Cancellation of Removal should be no one's first choice as a means of procuring permanent residency in the U.S., but it is available to some.

Cancellation of Removal is available to those who have been:

  • physically present in the US for ten years;
  • a person of good moral character for ten years;

  • not convicted of an offense under INA §§212(a)(offenses that make one inadmissable), 237(a)(2) (criminal offenses) and 237(a)(3) (failure to register and falsification of documents);

  • AND who prove that their removal would work an exceptional and extremely unusual hardship to their USC or LPR spouse, parent or child.

  • The applicant must also prove that they deserve a favorable exercise of discretion from the Immigration Judge.

The main detriment to his means of getting one's permanent residency ("green card") is that one must be placed in Removal Proceedings in order to apply.  If Cancellation is not granted an no other form of relief is available an order of Removal will be issued by the Immigration Court.  An Appeal of Right may then be taken to the Board of Immigration Appeals, which can take one to five years to make a decision, but if that appeal is denied the only other avenue of relief would lie through the Federal Courts, an expensive and difficult option.

Physical Presence
Physical presence is achieved by entering the U.S. and staying here.  Constant travel out of the U.S. or leaving and remaining out of the U.S. for more than 90 days at any time terminates physical presence.  Applicants are required to prove their physical presence in the U.S. through means such as tax records, work history, lease agreements, government issued identification documents, birth certificates of children and through any and all official records and documents.

Good Moral Conduct
Good moral character is proved through general conduct.  The Immigration Judge will look to the number and nature of violations of Immigration Law committed by the applicant.  He will also look to violations of criminal law by the applicant.  There are a number of things that the applicant can do to make himself statutorily ineligible for this relief.  One is automatically ineligible for this relief if one is:

  • a habitual drunkard;

  • a polygamist;

  • a protstitute;

  • a smuggler;

  • convicted of a crime of bad intent (called a "crime of moral turpitude");

  • convicted of multiple crimes;

  • convicted of a drug crime;

  • admitted committing one of the above acts or crimes;

  • one who derives income from illegal gambling;

  • a person who has given false testimony for the purpose of receiving an immigration benefit;

  • a person who was confined in prison for more than 180 days on any conviction;

  • a person convicted of an aggravated felony committed after November 29, 1990.

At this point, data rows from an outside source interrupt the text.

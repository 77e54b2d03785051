//! Registry tags.

use std::fmt;

use chrono::NaiveDateTime;
use serde::Serialize;

/// The floating tag every push also updates.
pub const LATEST: &str = "latest";

/// Second-precision timestamp used when nothing better is available.
pub const TIMESTAMP_FORMAT: &str = "%Y%m%d-%H%M%S";

/// A single registry tag. Computed right before a push and never stored.
#[derive(Debug, Clone, PartialEq, Eq, Serialize)]
pub struct Tag {
    pub version: String,
    pub is_latest: bool,
}

impl Tag {
    pub fn versioned(version: impl Into<String>) -> Self {
        Self {
            version: version.into(),
            is_latest: false,
        }
    }

    pub fn latest() -> Self {
        Self {
            version: LATEST.to_owned(),
            is_latest: true,
        }
    }

    pub fn as_str(&self) -> &str {
        &self.version
    }
}

impl fmt::Display for Tag {
    fn fmt(&self, f: &mut fmt::Formatter<'_>) -> fmt::Result {
        f.write_str(&self.version)
    }
}

/// Where a resolved version tag came from.
#[derive(Debug, Clone, Copy, PartialEq, Eq, Serialize)]
#[serde(rename_all = "snake_case")]
pub enum TagSource {
    Revision,
    Explicit,
    Timestamp,
}

impl fmt::Display for TagSource {
    fn fmt(&self, f: &mut fmt::Formatter<'_>) -> fmt::Result {
        f.write_str(match self {
            Self::Revision => "revision",
            Self::Explicit => "explicit",
            Self::Timestamp => "timestamp",
        })
    }
}

/// The versioned tag plus `latest`, in push order.
#[derive(Debug, Clone, PartialEq, Eq, Serialize)]
pub struct TagPair {
    pub version: Tag,
    pub latest: Tag,
    pub source: TagSource,
}

impl TagPair {
    /// Versioned first, then `latest`.
    pub fn in_push_order(&self) -> [&Tag; 2] {
        [&self.version, &self.latest]
    }
}

/// Pick the version tag: revision hash, else explicit tag, else timestamp.
///
/// Blank inputs count as missing.
pub fn resolve_version_tag(
    revision: Option<&str>,
    explicit: &str,
    now: NaiveDateTime,
) -> TagPair {
    let (version, source) = match revision.map(str::trim).filter(|r| !r.is_empty()) {
        Some(hash) => (hash.to_owned(), TagSource::Revision),
        None if !explicit.trim().is_empty() => (explicit.trim().to_owned(), TagSource::Explicit),
        None => (now.format(TIMESTAMP_FORMAT).to_string(), TagSource::Timestamp),
    };

    TagPair {
        version: Tag::versioned(version),
        latest: Tag::latest(),
        source,
    }
}

#[cfg(test)]
mod tests {
    use super::*;
    use chrono::NaiveDate;

    fn noon() -> NaiveDateTime {
        NaiveDate::from_ymd_opt(2026, 3, 14)
            .unwrap()
            .and_hms_opt(12, 0, 5)
            .unwrap()
    }

    #[test]
    fn revision_wins_over_everything() {
        let pair = resolve_version_tag(Some("a1b2c3d"), "v1.2.0", noon());
        assert_eq!(pair.version.as_str(), "a1b2c3d");
        assert_eq!(pair.source, TagSource::Revision);
        assert!(!pair.version.is_latest);
    }

    #[test]
    fn explicit_tag_when_no_revision() {
        let pair = resolve_version_tag(None, "v1.2.0", noon());
        assert_eq!(pair.version.as_str(), "v1.2.0");
        assert_eq!(pair.source, TagSource::Explicit);
    }

    #[test]
    fn timestamp_as_last_resort() {
        let pair = resolve_version_tag(Some("  "), "", noon());
        assert_eq!(pair.version.as_str(), "20260314-120005");
        assert_eq!(pair.source, TagSource::Timestamp);
    }

    #[test]
    fn latest_is_always_second() {
        let pair = resolve_version_tag(None, "", noon());
        let [first, second] = pair.in_push_order();
        assert!(!first.is_latest);
        assert!(second.is_latest);
        assert_eq!(second.to_string(), "latest");
    }
}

Exceptional and Extremely Unusual Hardship
Congress made a change from "extreme hardship" to the current standard of exceptional and extremely unusual hardship in an effort to narrow the scope of persons eligible for this relief.  The Immigration Judge will look only to factors that effect the hardship to the United States Citizen ("USC") or lawful permanent resident ("LPR") close relative such as age of the relative the claim is based upon, family ties in the U.S. and abroad, length of residency in the U.S., conditions of health, conditions in the country to which the relative would depart (if necessary, such as in the case of a minor child of a deportable alien), immigration history, position in the community and other relevant information.

Decisions made in the past by the Board of Immigration Appeals (BIA) show that hardship occasioned by educational and health facilities in a foreign country not up to the standards of the U.S. is not automatically extreme hardship.  Separation from one's family has been noted as perhaps the most important hardship factor.  Immigration Judge's look not to any single factor, rather, all of the relevant factors are considered in the aggregate.  If hardship suffered by the USC or LPR relative is the same as hardship suffered by any child of any family leaving the U.S. for another country, extreme hardship will not exist.

Discretion of the Immigration Judge
Even if one proves that one's removal should be canceled under the above enumerated criteria, the Immigration Judge does not have to grant relief.  It would be important for an applicant to prove to the Immigration Judge that he or she would be an asset to the United States, and would not likely be a burden on the nation.

Conclusion
People come to me sometimes and they want to know if they should apply for cancellation.  As that can only be done while in Immigration Court, my answer to these people is always "wait."  If you are living well and not having a problem putting food on the table you do not have to apply for cancellation just because you may apply-it is a dangerous way to attempt to get residency.  If you lose, you will be ordered removed from the United States.  If you decide to evaluate your chances for this relief, meet with an immigration attorney so that they may help you review your chances.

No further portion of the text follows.